(Data for review)

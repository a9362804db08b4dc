use anyhow::{Context, Result};
use chrono::{DateTime, Utc};

use crate::cli::output::{OutputFormat, OutputOptions};
use crate::cli::renderer;
use planquota::core::config::AppConfig;
use planquota::core::models::usage::RawCounters;
use planquota::core::summary::SummaryAssembler;

/// Parse `--at`, defaulting to the current instant. This is the only clock read.
pub fn resolve_now(at: Option<&str>) -> Result<DateTime<Utc>> {
    match at {
        Some(raw) => Ok(DateTime::parse_from_rfc3339(raw)
            .with_context(|| format!("Invalid --at timestamp '{}' (expected RFC 3339)", raw))?
            .with_timezone(&Utc)),
        None => Ok(Utc::now()),
    }
}

pub fn run(
    config: &AppConfig,
    plan_id: &str,
    chat_used: i64,
    projects_used: i64,
    at: Option<&str>,
    opts: &OutputOptions,
) -> Result<()> {
    let clock = config
        .window_clock()
        .context("Invalid window configuration")?;
    let catalog = config
        .plan_catalog()
        .context("Failed to load plan catalog")?;
    let plan = catalog.get(plan_id)?;
    let counters = RawCounters::new(chat_used, projects_used)?;
    let now = resolve_now(at)?;

    let window = clock.current_window(now);
    let assembler = SummaryAssembler::new(config.entitlement_resolver());
    let summary = assembler.assemble(plan, window, counters);

    match opts.format {
        OutputFormat::Text => println!(
            "{}",
            renderer::render_summary(&summary, clock.day_origin_offset_minutes(), opts.use_color)
        ),
        OutputFormat::Json => opts.print_json(&summary)?,
    }
    Ok(())
}

pub fn window(config: &AppConfig, at: Option<&str>, opts: &OutputOptions) -> Result<()> {
    let clock = config
        .window_clock()
        .context("Invalid window configuration")?;
    let window = clock.current_window(resolve_now(at)?);

    match opts.format {
        OutputFormat::Text => println!(
            "{}",
            renderer::render_window(&window, clock.day_origin_offset_minutes(), opts.use_color)
        ),
        OutputFormat::Json => opts.print_json(&window)?,
    }
    Ok(())
}
use std::collections::BTreeMap;

use serde::{Deserialize, Serialize};

use crate::core::error::QuotaError;

/// Wire value meaning "no limit". Only ever seen at the serde boundary.
pub const UNLIMITED_SENTINEL: i64 = -1;

/// A numeric plan limit. Serialized as an integer where `-1` means unlimited.
#[derive(Debug, Clone, Copy, PartialEq, Eq, Hash, Serialize, Deserialize)]
#[serde(try_from = "i64", into = "i64")]
pub enum Limit {
    Limited(u64),
    Unlimited,
}

impl Limit {
    pub fn is_unlimited(&self) -> bool {
        matches!(self, Self::Unlimited)
    }

    /// The finite cap, or `None` when unlimited.
    pub fn value(&self) -> Option<u64> {
        match self {
            Self::Limited(n) => Some(*n),
            Self::Unlimited => None,
        }
    }

    /// Capacity left after `used`; never negative, unlimited stays unlimited.
    pub fn remaining_after(&self, used: u64) -> Limit {
        match self {
            Self::Limited(n) => Self::Limited(n.saturating_sub(used)),
            Self::Unlimited => Self::Unlimited,
        }
    }
}

impl TryFrom<i64> for Limit {
    type Error = QuotaError;

    fn try_from(raw: i64) -> Result<Self, Self::Error> {
        match raw {
            UNLIMITED_SENTINEL => Ok(Self::Unlimited),
            n if n >= 0 => Ok(Self::Limited(n as u64)),
            n => Err(QuotaError::invalid_input(format!(
                "limit {} is below the unlimited sentinel (-1)",
                n
            ))),
        }
    }
}

impl From<Limit> for i64 {
    fn from(limit: Limit) -> Self {
        match limit {
            Limit::Limited(n) => i64::try_from(n).unwrap_or(i64::MAX),
            Limit::Unlimited => UNLIMITED_SENTINEL,
        }
    }
}

impl std::fmt::Display for Limit {
    fn fmt(&self, f: &mut std::fmt::Formatter<'_>) -> std::fmt::Result {
        match self {
            Self::Limited(n) => write!(f, "{}", n),
            Self::Unlimited => write!(f, "Unlimited"),
        }
    }
}

/// A list price. `null` on the wire means "contact sales", which is not the same as free.
#[derive(Debug, Clone, Copy, PartialEq, Serialize, Deserialize)]
#[serde(try_from = "Option<f64>", into = "Option<f64>")]
pub enum Price {
    Amount(f64),
    ContactSales,
}

impl TryFrom<Option<f64>> for Price {
    type Error = QuotaError;

    fn try_from(raw: Option<f64>) -> Result<Self, Self::Error> {
        match raw {
            None => Ok(Self::ContactSales),
            Some(amount) if amount.is_finite() && amount >= 0.0 => Ok(Self::Amount(amount)),
            Some(amount) => Err(QuotaError::invalid_input(format!(
                "price {} must be a non-negative number",
                amount
            ))),
        }
    }
}

impl From<Price> for Option<f64> {
    fn from(price: Price) -> Self {
        match price {
            Price::Amount(amount) => Some(amount),
            Price::ContactSales => None,
        }
    }
}

/// Opaque plan identifier. Listings use either numeric or string ids.
#[derive(Debug, Clone, PartialEq, Eq, Hash, Serialize, Deserialize)]
#[serde(untagged)]
pub enum PlanId {
    Number(i64),
    Text(String),
}

impl PlanId {
    /// Ids compare by their textual form, so `"3"` finds plan `3`.
    pub fn matches(&self, id: &str) -> bool {
        match self {
            Self::Number(n) => n.to_string() == id,
            Self::Text(s) => s.eq_ignore_ascii_case(id),
        }
    }
}

impl std::fmt::Display for PlanId {
    fn fmt(&self, f: &mut std::fmt::Formatter<'_>) -> std::fmt::Result {
        match self {
            Self::Number(n) => write!(f, "{}", n),
            Self::Text(s) => write!(f, "{}", s),
        }
    }
}

#[derive(Debug, Clone, Copy, PartialEq, Eq, Hash, PartialOrd, Ord, Serialize, Deserialize)]
#[serde(rename_all = "lowercase", try_from = "String")]
pub enum PlanType {
    Free,
    Pro,
    Team,
    Enterprise,
}

impl PlanType {
    pub fn id(&self) -> &'static str {
        match self {
            Self::Free => "free",
            Self::Pro => "pro",
            Self::Team => "team",
            Self::Enterprise => "enterprise",
        }
    }

    pub fn display_name(&self) -> &'static str {
        match self {
            Self::Free => "Free",
            Self::Pro => "Pro",
            Self::Team => "Team",
            Self::Enterprise => "Enterprise",
        }
    }
}

impl std::str::FromStr for PlanType {
    type Err = QuotaError;

    fn from_str(s: &str) -> Result<Self, Self::Err> {
        match s.trim().to_lowercase().as_str() {
            "free" => Ok(Self::Free),
            "pro" => Ok(Self::Pro),
            "team" => Ok(Self::Team),
            "enterprise" => Ok(Self::Enterprise),
            other => Err(QuotaError::invalid_input(format!(
                "unknown plan type '{}' (must be free|pro|team|enterprise)",
                other
            ))),
        }
    }
}

impl TryFrom<String> for PlanType {
    type Error = QuotaError;

    fn try_from(raw: String) -> Result<Self, Self::Error> {
        raw.parse()
    }
}

impl std::fmt::Display for PlanType {
    fn fmt(&self, f: &mut std::fmt::Formatter<'_>) -> std::fmt::Result {
        write!(f, "{}", self.id())
    }
}

/// Named boolean capabilities a plan may grant.
#[derive(Debug, Clone, Copy, PartialEq, Eq, Hash, PartialOrd, Ord, Serialize, Deserialize)]
#[serde(rename_all = "snake_case")]
pub enum Feature {
    ThinkingMode,
    Download,
    GitIntegration,
    ApiAccess,
    ChatSearch,
}

impl Feature {
    pub fn all() -> &'static [Feature] {
        &[
            Feature::ThinkingMode,
            Feature::Download,
            Feature::GitIntegration,
            Feature::ApiAccess,
            Feature::ChatSearch,
        ]
    }

    pub fn display_name(&self) -> &'static str {
        match self {
            Self::ThinkingMode => "Thinking mode",
            Self::Download => "Download",
            Self::GitIntegration => "Git integration",
            Self::ApiAccess => "API access",
            Self::ChatSearch => "Chat search",
        }
    }
}

/// Feature flags keyed by feature. Serializes as `{ "thinking_mode": true, ... }`.
#[derive(Debug, Clone, Default, PartialEq, Eq, Serialize, Deserialize)]
#[serde(transparent)]
pub struct FeatureSet(BTreeMap<Feature, bool>);

impl FeatureSet {
    pub fn enabled(&self, feature: Feature) -> bool {
        self.0.get(&feature).copied().unwrap_or(false)
    }

    pub fn iter(&self) -> impl Iterator<Item = (Feature, bool)> + '_ {
        self.0.iter().map(|(f, on)| (*f, *on))
    }
}

impl FromIterator<(Feature, bool)> for FeatureSet {
    fn from_iter<I: IntoIterator<Item = (Feature, bool)>>(iter: I) -> Self {
        Self(iter.into_iter().collect())
    }
}

#[derive(Debug, Clone, PartialEq, Eq, Serialize, Deserialize)]
pub struct PlanLimits {
    pub messages_per_window: Limit,
    pub max_conversations: Limit,
    pub context_window: Limit,
    pub max_active_projects: Limit,
    pub max_archived_projects: Limit,
    pub max_files_per_project: Limit,
    pub project_requests_per_window: Limit,
    pub max_concurrent_agents: Limit,
    pub storage_limit_mb: Limit,
    pub max_file_size_kb: Limit,
    pub retention_days: Limit,
    pub max_output_tokens: Limit,
    pub requests_per_minute: Limit,
    pub max_concurrent_connections: Limit,
    pub queue_priority: Limit,
}

impl PlanLimits {
    /// Every limit with its display label, in catalog order.
    pub fn entries(&self) -> [(&'static str, Limit); 15] {
        [
            ("Messages / window", self.messages_per_window),
            ("Conversations", self.max_conversations),
            ("Context window", self.context_window),
            ("Active projects", self.max_active_projects),
            ("Archived projects", self.max_archived_projects),
            ("Files / project", self.max_files_per_project),
            ("Project requests / window", self.project_requests_per_window),
            ("Concurrent agents", self.max_concurrent_agents),
            ("Storage (MB)", self.storage_limit_mb),
            ("Max file size (KB)", self.max_file_size_kb),
            ("Retention (days)", self.retention_days),
            ("Max output tokens", self.max_output_tokens),
            ("Requests / minute", self.requests_per_minute),
            ("Concurrent connections", self.max_concurrent_connections),
            ("Queue priority", self.queue_priority),
        ]
    }
}

#[derive(Debug, Clone, PartialEq, Serialize, Deserialize)]
pub struct Plan {
    pub id: PlanId,
    pub name: String,
    pub plan_type: PlanType,
    pub price_monthly: Price,
    pub price_yearly: Price,
    #[serde(flatten)]
    pub limits: PlanLimits,
    /// Highest model tier the plan may use; `-1` on the wire grants every tier.
    #[serde(default = "default_model_tier")]
    pub model_tier: Limit,
    #[serde(default)]
    pub available_agents: Vec<String>,
    #[serde(default)]
    pub has_thinking_mode: bool,
    #[serde(default)]
    pub has_download: bool,
    #[serde(default)]
    pub has_git_integration: bool,
    #[serde(default)]
    pub has_api_access: bool,
    #[serde(default)]
    pub has_chat_search: bool,
    #[serde(default = "default_true")]
    pub is_active: bool,
}

fn default_model_tier() -> Limit {
    Limit::Limited(0)
}

fn default_true() -> bool {
    true
}

impl Plan {
    pub fn has_feature(&self, feature: Feature) -> bool {
        match feature {
            Feature::ThinkingMode => self.has_thinking_mode,
            Feature::Download => self.has_download,
            Feature::GitIntegration => self.has_git_integration,
            Feature::ApiAccess => self.has_api_access,
            Feature::ChatSearch => self.has_chat_search,
        }
    }

    pub fn features(&self) -> FeatureSet {
        Feature::all()
            .iter()
            .map(|f| (*f, self.has_feature(*f)))
            .collect()
    }
}
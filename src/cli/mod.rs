pub mod config_cmd;
pub mod output;
pub mod plans_cmd;
pub mod renderer;
pub mod summary_cmd;
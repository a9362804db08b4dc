mod cli;

use anyhow::Context;
use clap::{Parser, Subcommand};

use crate::cli::output::{OutputFormat, OutputOptions};
use planquota::core::config::{AppConfig, ConfigError};

#[derive(Parser)]
#[command(name = "pq", about = "Usage-quota and plan-entitlement accounting", version)]
struct Cli {
    #[command(subcommand)]
    command: Commands,

    /// Output format (text|json)
    #[arg(short, long, global = true)]
    format: Option<String>,

    /// Shorthand for --format json
    #[arg(short = 'j', long = "json", global = true)]
    json: bool,

    /// Pretty-print JSON output
    #[arg(long, global = true)]
    pretty: bool,

    /// Disable ANSI colors
    #[arg(long, global = true)]
    no_color: bool,

    /// Verbose logging to stderr
    #[arg(short, long, global = true)]
    verbose: bool,
}

#[derive(Subcommand)]
enum Commands {
    /// Summarize usage for an account on a plan
    Summary {
        /// Plan ID from the catalog
        #[arg(short, long)]
        plan: String,

        /// Chat messages sent in the current window
        #[arg(long, default_value_t = 0, allow_negative_numbers = true)]
        chat_used: i64,

        /// Project requests made in the current window
        #[arg(long, default_value_t = 0, allow_negative_numbers = true)]
        projects_used: i64,

        /// Instant the counters were read at (RFC 3339, default: now)
        #[arg(long)]
        at: Option<String>,
    },
    /// Show the current usage window
    Window {
        /// Reference instant (RFC 3339, default: now)
        #[arg(long)]
        at: Option<String>,
    },
    /// List plans or show a plan's entitlements
    Plans {
        #[command(subcommand)]
        action: Option<PlansAction>,

        /// Include retired plans
        #[arg(short, long)]
        all: bool,
    },
    /// Manage configuration
    Config {
        #[command(subcommand)]
        action: ConfigAction,
    },
}

#[derive(Subcommand)]
enum PlansAction {
    /// Show resolved limits and features for a plan
    Show {
        /// Plan ID
        plan: String,
    },
}

#[derive(Subcommand)]
enum ConfigAction {
    /// Generate default config file
    Init,
    /// Validate config file
    Check,
}

fn init_logging(verbose: bool) {
    let level = if verbose { "debug" } else { "warn" };
    env_logger::Builder::from_env(env_logger::Env::default().default_filter_or(level))
        .format_timestamp(None)
        .init();
}

/// Query commands refuse to run on a config that failed to parse.
fn require_config(loaded: Result<AppConfig, ConfigError>) -> anyhow::Result<AppConfig> {
    loaded.with_context(|| {
        format!(
            "Failed to load config from {}",
            AppConfig::config_path().display()
        )
    })
}

fn main() -> anyhow::Result<()> {
    let cli = Cli::parse();
    init_logging(cli.verbose);

    let loaded = AppConfig::load();
    let settings = match &loaded {
        Ok(config) => config.settings.clone(),
        Err(e) => {
            log::warn!("using default output settings: {}", e);
            Default::default()
        }
    };

    let format = if cli.json {
        OutputFormat::Json
    } else {
        let name = cli.format.as_deref().unwrap_or(&settings.default_format);
        OutputFormat::from_name(name)
            .with_context(|| format!("Unknown output format '{}' (must be text or json)", name))?
    };

    let output_opts = OutputOptions {
        format,
        pretty: cli.pretty,
        use_color: cli::output::detect_color(!cli.no_color, &settings.color),
    };

    match cli.command {
        Commands::Config { action } => match action {
            ConfigAction::Init => cli::config_cmd::init()?,
            ConfigAction::Check => cli::config_cmd::check()?,
        },
        Commands::Summary {
            plan,
            chat_used,
            projects_used,
            at,
        } => cli::summary_cmd::run(
            &require_config(loaded)?,
            &plan,
            chat_used,
            projects_used,
            at.as_deref(),
            &output_opts,
        )?,
        Commands::Window { at } => {
            cli::summary_cmd::window(&require_config(loaded)?, at.as_deref(), &output_opts)?
        }
        Commands::Plans { action, all } => {
            let config = require_config(loaded)?;
            match action {
                Some(PlansAction::Show { plan }) => {
                    cli::plans_cmd::show(&config, &plan, &output_opts)?
                }
                None => cli::plans_cmd::list(&config, all, &output_opts)?,
            }
        }
    }

    Ok(())
}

(Exercise prompt) When the word "renderer" shows up in a line of the entries, pull that line out.

(Problem solution)
use crate::cli::renderer;
            renderer::render_summary(&summary, clock.day_origin_offset_minutes(), opts.use_color)
            renderer::render_window(&window, clock.day_origin_offset_minutes(), opts.use_color)
pub mod renderer;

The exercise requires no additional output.